前期課程二年次には、修士論文の執筆の他、就活をしたり、後期課程に進学を希望する人は、入試の対策をします。大学同様、必要な単位数を取得し、修士論文が認められれば無事に「修士号」を取得し卒業できます。前期の修士課程取得後は、半数以上の人が就職しており、後期の修士課程に進学する人は全体を見るとわずかです。

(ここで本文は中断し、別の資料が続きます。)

//! Authentication primitives: Basic credentials and stored password state.
//!
//! Keep header parsing and digest comparison here so the HTTP adapter only
//! forwards raw header values and the storage adapters only persist strings.

use std::fmt;

use base64::Engine as _;
use base64::engine::general_purpose::STANDARD;
use serde::{Deserialize, Serialize};
use sha2::{Digest, Sha256};
use zeroize::Zeroizing;

use super::user::{FriendGroup, Username};

/// Stored value marking an account whose password binds on first login.
pub const UNSET_PASSWORD: &str = "tbd";

/// Reasons an `Authorization` header could not be turned into credentials.
#[derive(Debug, Clone, PartialEq, Eq, thiserror::Error)]
pub enum CredentialsParseError {
    /// The scheme was not `Basic`.
    #[error("authorization scheme must be Basic")]
    UnsupportedScheme,
    /// The token was not valid base64.
    #[error("basic credentials are not valid base64")]
    InvalidEncoding,
    /// The decoded token was not UTF-8.
    #[error("basic credentials are not valid UTF-8")]
    InvalidUtf8,
    /// The decoded token had no `:` separator.
    #[error("basic credentials must contain ':'")]
    MissingSeparator,
    /// The username part was empty.
    #[error("basic credentials carry an empty username")]
    EmptyUsername,
}

/// Username and password decoded from `Authorization: Basic ...`.
///
/// The password is everything after the first `:` and may itself contain
/// colons or be empty.
///
/// # Examples
/// ```
/// use grouptrack::domain::BasicCredentials;
///
/// // "alice:pw"
/// let creds = BasicCredentials::from_header("Basic YWxpY2U6cHc=").unwrap();
/// assert_eq!(creds.username().as_str(), "alice");
/// assert_eq!(creds.password(), "pw");
/// ```
#[derive(Clone, PartialEq, Eq)]
pub struct BasicCredentials {
    username: Username,
    password: Zeroizing<String>,
}

impl BasicCredentials {
    /// Parse an `Authorization` header value.
    pub fn from_header(value: &str) -> Result<Self, CredentialsParseError> {
        let (scheme, token) = value
            .trim()
            .split_once(' ')
            .ok_or(CredentialsParseError::UnsupportedScheme)?;
        if !scheme.eq_ignore_ascii_case("basic") {
            return Err(CredentialsParseError::UnsupportedScheme);
        }

        let decoded = Zeroizing::new(
            STANDARD
                .decode(token.trim())
                .map_err(|_| CredentialsParseError::InvalidEncoding)?,
        );
        let text = std::str::from_utf8(&decoded).map_err(|_| CredentialsParseError::InvalidUtf8)?;
        let (username, password) = text
            .split_once(':')
            .ok_or(CredentialsParseError::MissingSeparator)?;
        let username = Username::new(username).map_err(|_| CredentialsParseError::EmptyUsername)?;

        Ok(Self {
            username,
            password: Zeroizing::new(password.to_owned()),
        })
    }

    /// Construct credentials directly, bypassing header parsing.
    pub fn new(username: Username, password: &str) -> Self {
        Self {
            username,
            password: Zeroizing::new(password.to_owned()),
        }
    }

    /// The claimed account.
    pub fn username(&self) -> &Username {
        &self.username
    }

    /// The presented password.
    pub fn password(&self) -> &str {
        self.password.as_str()
    }
}

impl fmt::Debug for BasicCredentials {
    fn fmt(&self, f: &mut fmt::Formatter<'_>) -> fmt::Result {
        f.debug_struct("BasicCredentials")
            .field("username", &self.username)
            .field("password", &"<redacted>")
            .finish()
    }
}

/// Lowercase hex SHA-256 digest of `password`, the stored password format.
///
/// # Examples
/// ```
/// use grouptrack::domain::hash_password;
///
/// assert_eq!(
///     hash_password("pw"),
///     "30c952fab122c3f9759f02a6d95c3758b246b4fee239957b2d4fee46e26170c4"
/// );
/// ```
pub fn hash_password(password: &str) -> String {
    hex::encode(Sha256::digest(password.as_bytes()))
}

/// Password column state: either unset (claim on first login) or a digest.
#[derive(Clone, PartialEq, Eq, Serialize, Deserialize)]
#[serde(from = "String", into = "String")]
pub enum StoredPassword {
    /// Any password is accepted once and then bound.
    Unset,
    /// Hex SHA-256 digest of the bound password.
    Digest(String),
}

impl StoredPassword {
    /// Interpret a stored column value.
    pub fn from_stored(raw: impl Into<String>) -> Self {
        let raw = raw.into();
        if raw == UNSET_PASSWORD {
            Self::Unset
        } else {
            Self::Digest(raw)
        }
    }

    /// Digest for a freshly bound password.
    pub fn for_password(password: &str) -> Self {
        Self::Digest(hash_password(password))
    }

    /// The value written to storage.
    pub fn as_stored(&self) -> &str {
        match self {
            Self::Unset => UNSET_PASSWORD,
            Self::Digest(digest) => digest.as_str(),
        }
    }

    /// Whether the account still awaits its first login.
    pub fn is_unset(&self) -> bool {
        matches!(self, Self::Unset)
    }

    /// Byte-for-byte comparison of the presented password's digest.
    ///
    /// Always false for [`StoredPassword::Unset`]; binding is decided by the
    /// caller, not here.
    pub fn verify(&self, password: &str) -> bool {
        match self {
            Self::Unset => false,
            Self::Digest(digest) => hash_password(password) == *digest,
        }
    }
}

impl From<String> for StoredPassword {
    fn from(value: String) -> Self {
        Self::from_stored(value)
    }
}

impl From<StoredPassword> for String {
    fn from(value: StoredPassword) -> Self {
        value.as_stored().to_owned()
    }
}

impl fmt::Debug for StoredPassword {
    fn fmt(&self, f: &mut fmt::Formatter<'_>) -> fmt::Result {
        match self {
            Self::Unset => f.write_str("Unset"),
            Self::Digest(_) => f.write_str("Digest(<redacted>)"),
        }
    }
}

/// Identity established by a successful authentication.
#[derive(Debug, Clone, PartialEq, Eq)]
pub struct AuthenticatedUser {
    /// The account that authenticated.
    pub username: Username,
    /// The group taken from the credential record.
    pub friend_group: FriendGroup,
}
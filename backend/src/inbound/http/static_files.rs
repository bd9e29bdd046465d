//! Static asset responder for unmatched authenticated `GET`s.
//!
//! Files are read through a capability handle on the static root, so a path
//! can never resolve outside it: `..` segments are rejected up front and
//! `cap-std` refuses anything (including symlinks) that would escape.

use std::io;
use std::sync::Arc;

use actix_web::cookie::{Cookie, SameSite};
use actix_web::http::header::ContentType;
use actix_web::{HttpRequest, HttpResponse, web};
use camino::{Utf8Component, Utf8Path, Utf8PathBuf};
use cap_std::ambient_authority;
use cap_std::fs::Dir;
use tracing::{debug, warn};

use crate::domain::Error;

use super::ApiResult;
use super::auth::Caller;
use super::state::HttpState;

/// Cookie through which the bundled map page reads its API key.
pub const MAPS_KEY_COOKIE: &str = "googleApiKey";

const INDEX_FILE: &str = "index.html";

/// Read-only view of the static root.
#[derive(Clone, Default)]
pub struct StaticAssets {
    root: Option<Arc<Dir>>,
    maps_api_key: Option<String>,
}

impl StaticAssets {
    /// Open `root` for serving.
    ///
    /// # Errors
    ///
    /// Fails when the directory does not exist or cannot be opened.
    pub fn open(root: &Utf8Path, maps_api_key: Option<String>) -> io::Result<Self> {
        let dir = Dir::open_ambient_dir(root, ambient_authority())?;
        Ok(Self {
            root: Some(Arc::new(dir)),
            maps_api_key,
        })
    }

    /// A responder that answers every request with 404.
    pub fn disabled() -> Self {
        Self::default()
    }

    /// Read the file for a request path, or `None` when it must be a 404.
    pub async fn read(&self, request_path: &str) -> Option<Vec<u8>> {
        let dir = Arc::clone(self.root.as_ref()?);
        let relative = relative_path(request_path)?;
        let result = web::block(move || dir.read(relative.as_std_path())).await;
        match result {
            Ok(Ok(bytes)) => Some(bytes),
            Ok(Err(err)) => {
                debug!(path = request_path, error = %err, "static file unavailable");
                None
            }
            Err(err) => {
                warn!(path = request_path, error = %err, "static file read was cancelled");
                None
            }
        }
    }

    fn respond(&self, path: &Utf8Path, body: Vec<u8>) -> HttpResponse {
        let mut builder = HttpResponse::Ok();
        builder.insert_header(content_type_for(path));
        if let Some(key) = &self.maps_api_key {
            builder.cookie(
                Cookie::build(MAPS_KEY_COOKIE, key.clone())
                    .same_site(SameSite::Strict)
                    .finish(),
            );
        }
        builder.body(body)
    }
}

/// Map a request path onto a path relative to the static root.
///
/// `/` maps to `index.html`. Returns `None` for anything containing `..`,
/// a root or drive prefix after the leading slash, or an empty segment
/// list.
pub fn relative_path(request_path: &str) -> Option<Utf8PathBuf> {
    let trimmed = request_path.trim_start_matches('/');
    if trimmed.is_empty() {
        return Some(Utf8PathBuf::from(INDEX_FILE));
    }
    let mut relative = Utf8PathBuf::new();
    for component in Utf8Path::new(trimmed).components() {
        match component {
            Utf8Component::Normal(segment) if !segment.contains('\\') => relative.push(segment),
            Utf8Component::CurDir => {}
            _ => return None,
        }
    }
    (!relative.as_str().is_empty()).then_some(relative)
}

/// `Content-Type` derived from the file extension.
pub fn content_type_for(path: &Utf8Path) -> ContentType {
    let mime = match path.extension().map(str::to_ascii_lowercase).as_deref() {
        Some("html" | "htm") => "text/html; charset=utf-8",
        Some("css") => "text/css; charset=utf-8",
        Some("js") => "text/javascript; charset=utf-8",
        Some("json") => "application/json",
        Some("svg") => "image/svg+xml",
        Some("png") => "image/png",
        Some("ico") => "image/x-icon",
        _ => "text/plain; charset=utf-8",
    };
    match mime.parse() {
        Ok(parsed) => ContentType(parsed),
        Err(_) => ContentType::plaintext(),
    }
}

/// Fallback for every request no endpoint claimed.
///
/// Authenticated `GET`s are served from the static root; everything else is
/// a 404.
pub async fn fallback(
    _caller: Caller,
    req: HttpRequest,
    state: web::Data<HttpState>,
) -> ApiResult<HttpResponse> {
    if req.method() != actix_web::http::Method::GET {
        return Err(Error::not_found("Not found"));
    }
    // Percent-decoded by the router; `/`, `%` and `+` stay encoded.
    let path = req.match_info().as_str();
    let Some(body) = state.assets.read(path).await else {
        return Err(Error::not_found("Not found"));
    };
    let served = relative_path(path).unwrap_or_else(|| Utf8PathBuf::from(INDEX_FILE));
    Ok(state.assets.respond(&served, body))
}
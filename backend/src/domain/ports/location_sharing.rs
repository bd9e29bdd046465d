//! Driving port for the location-sharing use-cases exposed over HTTP.

use async_trait::async_trait;
use serde::{Deserialize, Serialize};

use crate::domain::{AuthenticatedUser, Error, LocationFix, Rect, Username};

/// Label derived for one group member.
#[derive(Debug, Clone, PartialEq, Eq, Serialize, Deserialize)]
pub struct FriendLabel {
    /// Member the label describes.
    pub username: Username,
    /// `moving`, a rectangle name, or `unknown`.
    pub label: String,
}

/// Domain use-case port for publishing and reading group locations.
#[cfg_attr(test, mockall::automock)]
#[async_trait]
pub trait LocationSharing: Send + Sync {
    /// Store the caller's fix when it is a location message, then return the
    /// latest fix of every other group member tagged with `tid`.
    async fn publish(
        &self,
        caller: &AuthenticatedUser,
        message: LocationFix,
    ) -> Result<Vec<LocationFix>, Error>;

    /// Replace the rectangle set.
    async fn replace_rects(&self, rects: Vec<Rect>) -> Result<(), Error>;

    /// Current rectangles in stored order.
    async fn rects(&self) -> Result<Vec<Rect>, Error>;

    /// Labels for every member of the caller's group with a stored fix.
    async fn friend_labels(&self, caller: &AuthenticatedUser) -> Result<Vec<FriendLabel>, Error>;

    /// One angle per configured clock hand, in configured order.
    async fn hand_angles(&self, caller: &AuthenticatedUser) -> Result<Vec<f64>, Error>;
}
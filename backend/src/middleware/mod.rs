//! Request middleware.
//!
//! Purpose: request lifecycle concerns that apply to every route, currently
//! trace-id scoping and access logging.

pub mod trace;

pub use trace::Trace;
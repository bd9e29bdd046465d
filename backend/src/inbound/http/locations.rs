//! `POST /pub`: publish a fix and receive the group's other fixes.

use actix_web::{HttpResponse, web};
use serde_json::Value;

use crate::domain::{Error, LocationFix};

use super::ApiResult;
use super::auth::Caller;
use super::body::parse_json;
use super::state::HttpState;

/// Store the caller's location message and answer with every other group
/// member's latest fix, each tagged with `tid`.
///
/// Non-location messages are accepted without being stored.
pub async fn publish(
    caller: Caller,
    state: web::Data<HttpState>,
    body: web::Bytes,
) -> ApiResult<HttpResponse> {
    let message = LocationFix::try_from(parse_json::<Value>(&body)?)
        .map_err(|err| Error::invalid_request(err.to_string()))?;
    let others = state.sharing.publish(caller.user(), message).await?;
    Ok(HttpResponse::Ok().json(others))
}
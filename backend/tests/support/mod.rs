//! Shared helpers for HTTP and storage integration tests.
#![allow(dead_code, reason = "each test binary uses a different subset")]

use std::sync::Arc;

use actix_web::dev::{ServiceFactory, ServiceRequest, ServiceResponse};
use actix_web::http::header::AUTHORIZATION;
use actix_web::test::TestRequest;
use actix_web::{App, web};
use base64::Engine as _;
use base64::engine::general_purpose::STANDARD;
use camino::{Utf8Path, Utf8PathBuf};
use tempfile::TempDir;

use grouptrack::Trace;
use grouptrack::domain::ports::{Storage, StoragePorts};
use grouptrack::domain::{AccessService, ClockConfig, FriendGroup, TrackingService, Username};
use grouptrack::inbound::http::{HttpState, StaticAssets, configure};
use grouptrack::outbound::file_store::JsonFileStorage;

/// A file-backed deployment rooted in a temporary directory.
///
/// Layout: `<tmp>/data` holds the JSON documents and `<tmp>/static` the
/// assets, so `<tmp>/secret.txt` sits just outside the static root.
pub struct FileDeployment {
    pub tmp: TempDir,
    pub ports: StoragePorts,
}

impl FileDeployment {
    pub async fn new() -> Self {
        let tmp = tempfile::tempdir().expect("tempdir");
        let root = utf8_root(&tmp);
        std::fs::create_dir_all(root.join("static")).expect("static dir");
        std::fs::write(root.join("static/index.html"), "<h1>clock</h1>").expect("index");
        std::fs::write(root.join("secret.txt"), "keep out").expect("secret");
        let storage = Arc::new(JsonFileStorage::new(root.join("data")));
        storage.initialize().await.expect("initialise storage");
        Self {
            tmp,
            ports: StoragePorts::from_backend(storage),
        }
    }

    pub fn root(&self) -> Utf8PathBuf {
        utf8_root(&self.tmp)
    }

    /// Provision `username` in `group` awaiting first login.
    pub async fn provision(&self, username: &str, group: &str) {
        self.ports
            .credentials
            .create_user(
                &Username::new(username).expect("username"),
                &FriendGroup::new(group).expect("group"),
            )
            .await
            .expect("create user");
    }

    /// HTTP state wired exactly as the server wires it.
    pub fn http_state(&self, clock: ClockConfig) -> web::Data<HttpState> {
        let assets = StaticAssets::open(&self.root().join("static"), Some("maps-key".to_owned()))
            .expect("open static root");
        web::Data::new(HttpState::new(
            Arc::new(AccessService::new(self.ports.credentials.clone())),
            Arc::new(TrackingService::new(
                self.ports.locations.clone(),
                self.ports.geofences.clone(),
                clock,
            )),
            assets,
        ))
    }
}

/// The server's app over `state`; pass it to `test::init_service`.
pub fn tracking_app(
    state: web::Data<HttpState>,
) -> App<
    impl ServiceFactory<
        ServiceRequest,
        Config = (),
        Response = ServiceResponse,
        Error = actix_web::Error,
        InitError = (),
    >,
> {
    App::new().app_data(state).wrap(Trace).configure(configure)
}

fn utf8_root(tmp: &TempDir) -> Utf8PathBuf {
    Utf8Path::from_path(tmp.path())
        .expect("utf-8 tempdir")
        .to_path_buf()
}

/// Attach `Authorization: Basic` for `username:password`.
pub fn basic(req: TestRequest, username: &str, password: &str) -> TestRequest {
    req.insert_header((
        AUTHORIZATION,
        format!("Basic {}", STANDARD.encode(format!("{username}:{password}"))),
    ))
}
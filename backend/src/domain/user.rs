//! Account identity: usernames, friend groups, and credential records.

use std::fmt;

use serde::{Deserialize, Serialize};

use super::auth::StoredPassword;

/// Validation errors returned by the identity newtypes.
#[derive(Debug, Clone, PartialEq, Eq, thiserror::Error)]
pub enum UserValidationError {
    /// Username was empty.
    #[error("username must not be empty")]
    EmptyUsername,
    /// Username contained a colon, which the Basic scheme cannot carry.
    #[error("username must not contain ':'")]
    UsernameContainsColon,
    /// Friend group was empty once trimmed.
    #[error("friend group must not be empty")]
    EmptyFriendGroup,
}

/// Account name used as the key of credential and location records.
///
/// ## Invariants
/// - Non-empty.
/// - Contains no `:` so it round-trips through `Authorization: Basic`.
#[derive(Debug, Clone, PartialEq, Eq, Hash, PartialOrd, Ord, Serialize, Deserialize)]
#[serde(try_from = "String", into = "String")]
pub struct Username(String);

impl Username {
    /// Validate and construct a [`Username`].
    ///
    /// # Examples
    /// ```
    /// use grouptrack::domain::Username;
    ///
    /// assert!(Username::new("alice").is_ok());
    /// assert!(Username::new("").is_err());
    /// assert!(Username::new("a:b").is_err());
    /// ```
    pub fn new(raw: impl Into<String>) -> Result<Self, UserValidationError> {
        let raw = raw.into();
        if raw.is_empty() {
            return Err(UserValidationError::EmptyUsername);
        }
        if raw.contains(':') {
            return Err(UserValidationError::UsernameContainsColon);
        }
        Ok(Self(raw))
    }

    /// Borrow the username.
    pub fn as_str(&self) -> &str {
        self.0.as_str()
    }
}

impl AsRef<str> for Username {
    fn as_ref(&self) -> &str {
        self.as_str()
    }
}

impl fmt::Display for Username {
    fn fmt(&self, f: &mut fmt::Formatter<'_>) -> fmt::Result {
        f.write_str(&self.0)
    }
}

impl TryFrom<String> for Username {
    type Error = UserValidationError;

    fn try_from(value: String) -> Result<Self, Self::Error> {
        Self::new(value)
    }
}

impl From<Username> for String {
    fn from(value: Username) -> Self {
        value.0
    }
}

/// Partition key shared by accounts that may see each other's locations.
#[derive(Debug, Clone, PartialEq, Eq, Hash, Serialize, Deserialize)]
#[serde(try_from = "String", into = "String")]
pub struct FriendGroup(String);

impl FriendGroup {
    /// Validate and construct a [`FriendGroup`].
    pub fn new(raw: impl Into<String>) -> Result<Self, UserValidationError> {
        let raw = raw.into();
        if raw.trim().is_empty() {
            return Err(UserValidationError::EmptyFriendGroup);
        }
        Ok(Self(raw))
    }

    /// Borrow the group name.
    pub fn as_str(&self) -> &str {
        self.0.as_str()
    }
}

impl fmt::Display for FriendGroup {
    fn fmt(&self, f: &mut fmt::Formatter<'_>) -> fmt::Result {
        f.write_str(&self.0)
    }
}

impl TryFrom<String> for FriendGroup {
    type Error = UserValidationError;

    fn try_from(value: String) -> Result<Self, Self::Error> {
        Self::new(value)
    }
}

impl From<FriendGroup> for String {
    fn from(value: FriendGroup) -> Self {
        value.0
    }
}

/// Stored account: password state plus group membership.
///
/// Serialises as `{"hashed_password": "...", "friend_group": "..."}`, the
/// per-user value of `users.json`.
#[derive(Debug, Clone, PartialEq, Eq, Serialize, Deserialize)]
pub struct CredentialRecord {
    /// Digest or the unset sentinel.
    pub hashed_password: StoredPassword,
    /// Group whose locations this account may read.
    pub friend_group: FriendGroup,
}

impl CredentialRecord {
    /// A freshly provisioned account awaiting its first login.
    pub fn provisioned(friend_group: FriendGroup) -> Self {
        Self {
            hashed_password: StoredPassword::Unset,
            friend_group,
        }
    }
}

#[cfg(test)]
mod tests {
    use super::*;
    use rstest::rstest;
    use serde_json::json;

    #[rstest]
    #[case("", UserValidationError::EmptyUsername)]
    #[case("bob:builder", UserValidationError::UsernameContainsColon)]
    fn username_rejects_invalid_values(#[case] raw: &str, #[case] expected: UserValidationError) {
        assert_eq!(Username::new(raw).expect_err("invalid"), expected);
    }

    #[rstest]
    #[case("")]
    #[case("  ")]
    fn friend_group_rejects_blank_values(#[case] raw: &str) {
        assert_eq!(
            FriendGroup::new(raw).expect_err("invalid"),
            UserValidationError::EmptyFriendGroup
        );
    }

    #[rstest]
    fn credential_record_uses_stored_layout() {
        let record = CredentialRecord::provisioned(FriendGroup::new("g1").expect("group"));
        let value = serde_json::to_value(&record).expect("serialise");
        assert_eq!(value, json!({ "hashed_password": "tbd", "friend_group": "g1" }));
    }
}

博士課程とも呼ばれる後期の修士課程も、基本的にやることは前期と同じです。講義を受けながら、博士論文を執筆します。博士論文で行う研究はより専門性、独自性が求められます。博士課程三年次、就職希望者は就活を行い、大学教授を目指す人は大学教員のポストに応募し、卒業後の春から「ポスドク1」として大学に所属します。応募する大学は必ずしも自分の通った院のある大学である必要はありません。ただ、自分が所属していた大学のほうが教授とのつながりがある分入りやすいです。
③ポスドクについて
ポスドクとは「博士号(ドクター)取得後に任期制の職に就いている研究者や、そのポスト自体を指す語」とされています。「博士研究員」とも呼ばれます。ポスドクは主に数年間の研究プロジェクトごとに雇用されますが、その後の地位の保証はありません。任期付きの非正規雇用というイメージです。2009年の調査によると、ポスドクの数は全国で1万7000人を超えています。技術革新の担い手として期待される若手研究者の多くが安定した職に就けず、キャリアに不安を抱えている実態を「ポスドク問題」といいます。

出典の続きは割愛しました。